In the media, commentary surrounding China and its political sphere is usually dominated by clips regarding the economic value of U.S.-Chinese relations (you can hear the president saying the word “China” as you read this, can’t you?). These discussions, however, neglect the existence of a human rights catastrophe — and an institutionalized surveillance state — existing within Chinese borders. The international community is in the midst of a glaring misstep of basic accountability. Unbeknownst to the geopolitical conscience of many in the United States, up to one million Uighurs, an ethnic minority in western China, are in the process of being detained in China’s Xinjiang province.
The Uighurs, a Turkic population of Muslims, have long experienced a fraught relationship with the Chinese government. Despite Xinjiang’s technical status as an autonomous region, many of its cities have become defined by police surveillance. Kashgar, a majority-Uighur city, has morphed into a quasi-futuristic, rubble-ridden internment camp, and the Chinese government’s insistence that Xinjiang’s camps have become sites for “vocational training” rather than detainment startlingly harkens back to the system of “re-education” most prominent in China under the reign of Mao Zedong’s Cultural Revolution.
These levels of surveillance are the dystopian indicators of a fully-fledged police state. Uighur cities are pockmarked with facial recognition cameras, QR codes on the doors of people’s homes, biometric tests and police checkpoints nearly every 100 yards. The systematic extraction of Uighur DNA for the purposes of population supervision should serve as enough to remind us of the biological experiments forced upon marginalized groups in the past.
In a 2019 New York Times article, reporters visiting Kashgar highlighted the presence of “official identity cards,” items that appear reminiscent of Apartheid-era passbooks, which all Muslims are required to swipe at checkpoints in order to pass. They noted that police will even, at random times and without notice, demand possession of Uighurs’ phones in order to check that they have installed a required software that will allow government surveillance of all calls and messages on their device. What are the retaliations for refusal to comply? The policies are murky, but stories of extreme torture tactics on detained and imprisoned Uighurs are rampant.
Understanding the source of the animosity between the Chinese government and the Uighur population is complex, and perhaps partly explains why the issue has not received more public attention. Xinjiang is oil-rich and geographically strategic for Beijing’s Belt and Road Initiative, an expansive Chinese infrastructure endeavor consisting of a vast and ambitious trade network. The encroachment of government influence, confiscation of farmland and China’s increased political action in the region led to Uighur riots in 2009, which were then wielded as evidence for furthering the crackdown. The Chinese government classifies the Uighurs, and all Muslim minorities in China, as members of extremist groups and movements, pinpointing instances of violence in which Xinjiang separatists targeted Han Chinese populations. These episodes of violence have indeed occurred. Many human rights advocacy groups, however, argue that the majority of Uighur separatist violence has been in response to the existing oppression from the Chinese government, not the other way around.

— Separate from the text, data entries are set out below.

//! CLI error types with miette diagnostics.
//!
//! Maps core, API and config errors into user-facing errors with actionable
//! help text.

use miette::Diagnostic;
use thiserror::Error;

use huestream_config::ConfigError;
use huestream_core::CoreError;

/// Process exit codes.
pub mod exit_code {
    pub const GENERAL: i32 = 1;
    pub const USAGE: i32 = 2;
    pub const AUTH: i32 = 3;
    pub const NOT_FOUND: i32 = 4;
    pub const STREAM: i32 = 5;
    pub const CONNECTION: i32 = 7;
    pub const TIMEOUT: i32 = 8;
}

#[derive(Debug, Error, Diagnostic)]
pub enum CliError {
    // ── Connection ───────────────────────────────────────────────────
    #[error("Could not reach bridge at {address}: {reason}")]
    #[diagnostic(
        code(huestream::connection_failed),
        help(
            "Check that the bridge is powered and on the same network.\n\
             Address: {address}\n\
             Try: huestream discover"
        )
    )]
    ConnectionFailed { address: String, reason: String },

    // ── Pairing / authentication ─────────────────────────────────────
    #[error("Link button not pressed")]
    #[diagnostic(
        code(huestream::link_button),
        help("Press the round button on top of the bridge, then run pair again within 30 seconds.")
    )]
    LinkButtonNotPressed,

    #[error("Bridge rejected the application key")]
    #[diagnostic(
        code(huestream::auth_failed),
        help(
            "The key may have been revoked in the Hue app.\n\
             Pair again with: huestream pair --save --profile {profile}"
        )
    )]
    AuthFailed { profile: String },

    #[error("No {credential} configured for profile '{profile}'")]
    #[diagnostic(
        code(huestream::no_credentials),
        help(
            "Pair with the bridge: huestream pair --save\n\
             Or set HUESTREAM_APPLICATION_KEY and HUESTREAM_CLIENT_KEY."
        )
    )]
    NoCredentials { profile: String, credential: String },

    // ── Resources ────────────────────────────────────────────────────
    #[error("{resource_type} '{identifier}' not found")]
    #[diagnostic(
        code(huestream::not_found),
        help("Run: huestream {list_command} to see what the bridge offers")
    )]
    NotFound {
        resource_type: String,
        identifier: String,
        list_command: String,
    },

    // ── API ──────────────────────────────────────────────────────────
    #[error("Bridge API error: {message}")]
    #[diagnostic(code(huestream::api_error))]
    ApiError { status: Option<u16>, message: String },

    // ── Streaming ────────────────────────────────────────────────────
    #[error("Streaming failed: {reason}")]
    #[diagnostic(
        code(huestream::stream),
        help(
            "Make sure no other application is streaming to this configuration.\n\
             Run with -v for frame-level diagnostics."
        )
    )]
    Stream { reason: String },

    // ── Validation ───────────────────────────────────────────────────
    #[error("Invalid value for {field}: {reason}")]
    #[diagnostic(code(huestream::validation))]
    Validation { field: String, reason: String },

    // ── Configuration ────────────────────────────────────────────────
    #[error("Profile '{name}' not found in configuration")]
    #[diagnostic(
        code(huestream::profile_not_found),
        help(
            "Available profiles: {available}\n\
             Create one with: huestream pair --save --profile {name}"
        )
    )]
    ProfileNotFound { name: String, available: String },

    #[error("No bridge configured")]
    #[diagnostic(
        code(huestream::no_config),
        help(
            "Pass --bridge <IP>, or pair and save a profile: huestream pair -b <IP> --save\n\
             Expected at: {path}"
        )
    )]
    NoConfig { path: String },

    #[error(transparent)]
    #[diagnostic(code(huestream::config))]
    Config(Box<ConfigError>),

    #[error("Keyring error: {0}")]
    #[diagnostic(
        code(huestream::keyring),
        help("Retry with --plaintext to store credentials in the config file instead.")
    )]
    Keyring(String),

    // ── Timeout ──────────────────────────────────────────────────────
    #[error("Request timed out after {seconds}s")]
    #[diagnostic(
        code(huestream::timeout),
        help("Increase timeout with --timeout or check bridge responsiveness.")
    )]
    Timeout { seconds: u64 },

    // ── IO ───────────────────────────────────────────────────────────
    #[error(transparent)]
    Io(#[from] std::io::Error),
}

impl CliError {
    /// Map this error to an exit code for process termination.
    pub fn exit_code(&self) -> i32 {
        match self {
            Self::ConnectionFailed { .. } => exit_code::CONNECTION,
            Self::LinkButtonNotPressed | Self::AuthFailed { .. } | Self::NoCredentials { .. } => {
                exit_code::AUTH
            }
            Self::NotFound { .. } => exit_code::NOT_FOUND,
            Self::Stream { .. } => exit_code::STREAM,
            Self::Timeout { .. } => exit_code::TIMEOUT,
            Self::Validation { .. } | Self::NoConfig { .. } | Self::ProfileNotFound { .. } => {
                exit_code::USAGE
            }
            _ => exit_code::GENERAL,
        }
    }
}

// ── CoreError → CliError mapping ─────────────────────────────────────

impl From<CoreError> for CliError {
    fn from(err: CoreError) -> Self {
        match err {
            CoreError::ConnectionFailed { address, reason } => {
                CliError::ConnectionFailed { address, reason }
            }

            CoreError::InvalidTarget { light_id } => CliError::NotFound {
                resource_type: "light".into(),
                identifier: light_id.to_string(),
                list_command: "configs get <id>".into(),
            },

            CoreError::InvalidConfiguration { message } => CliError::Validation {
                field: "entertainment configuration".into(),
                reason: message,
            },

            CoreError::Config { message } => CliError::Validation {
                field: "stream options".into(),
                reason: message,
            },

            CoreError::Transport { message } => CliError::Stream { reason: message },

            CoreError::InvalidState { operation, state } => CliError::Stream {
                reason: format!("cannot {operation} while {state}"),
            },

            CoreError::Api { message, status } => CliError::ApiError { status, message },
        }
    }
}

// ── API error mapping (REST calls made directly by commands) ─────────

impl From<huestream_api::Error> for CliError {
    fn from(err: huestream_api::Error) -> Self {
        use huestream_api::Error as ApiErr;

        if err.is_link_button_required() {
            return CliError::LinkButtonNotPressed;
        }
        match err {
            ApiErr::Http(ref e) if e.is_connect() => CliError::ConnectionFailed {
                address: e.url().map(ToString::to_string).unwrap_or_default(),
                reason: err.to_string(),
            },
            ApiErr::Timeout { timeout_ms } => CliError::Timeout {
                seconds: timeout_ms.div_ceil(1000),
            },
            ApiErr::Api { status, message } if status == 401 || status == 403 => {
                tracing::debug!(status, %message, "bridge refused application key");
                CliError::AuthFailed {
                    profile: "current".into(),
                }
            }
            ApiErr::Api { status, message } if status == 404 => CliError::NotFound {
                resource_type: "resource".into(),
                identifier: message,
                list_command: "configs list".into(),
            },
            ApiErr::Api { status, message } => CliError::ApiError {
                status: Some(status),
                message,
            },
            other => CliError::ApiError {
                status: None,
                message: other.to_string(),
            },
        }
    }
}

// ── ConfigError → CliError mapping ───────────────────────────────────

impl From<ConfigError> for CliError {
    fn from(err: ConfigError) -> Self {
        match err {
            ConfigError::Validation { field, reason } => CliError::Validation { field, reason },
            ConfigError::NoCredentials {
                profile,
                credential,
            } => CliError::NoCredentials {
                profile,
                credential: credential.replace('-', " "),
            },
            ConfigError::Keyring(message) => CliError::Keyring(message),
            ConfigError::Io(e) => CliError::Io(e),
            other => CliError::Config(Box::new(other)),
        }
    }
}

In the cities-turned-internment-camps in Xinjiang, Uighurs pass through police checkpoints before entering mosques and pray inside of houses of worship crowded with obviously placed security cameras. Acknowledgment of one’s relationship with the Quran can result in arrest or disappearance, and homes are frequently subject to arbitrary searches and raids. The psychological “re-education” referenced above includes forced study of communist propaganda, adoption of the Mandarin Chinese language rather than Turkish and sworn verbal allegiances of loyalty to President Xi Jinping. Abdusalam Muhemet, a survivor of the camps who was able to speak with The New York Times, notes numerous instances in which he and other prisoners were required to write essays criticizing their own religion and their practice of it. The Chinese government categorizes these practices under an umbrella called “transformation through education.” We’ve seen this language of culture elimination time and time again throughout history — we should shudder at the sight of it.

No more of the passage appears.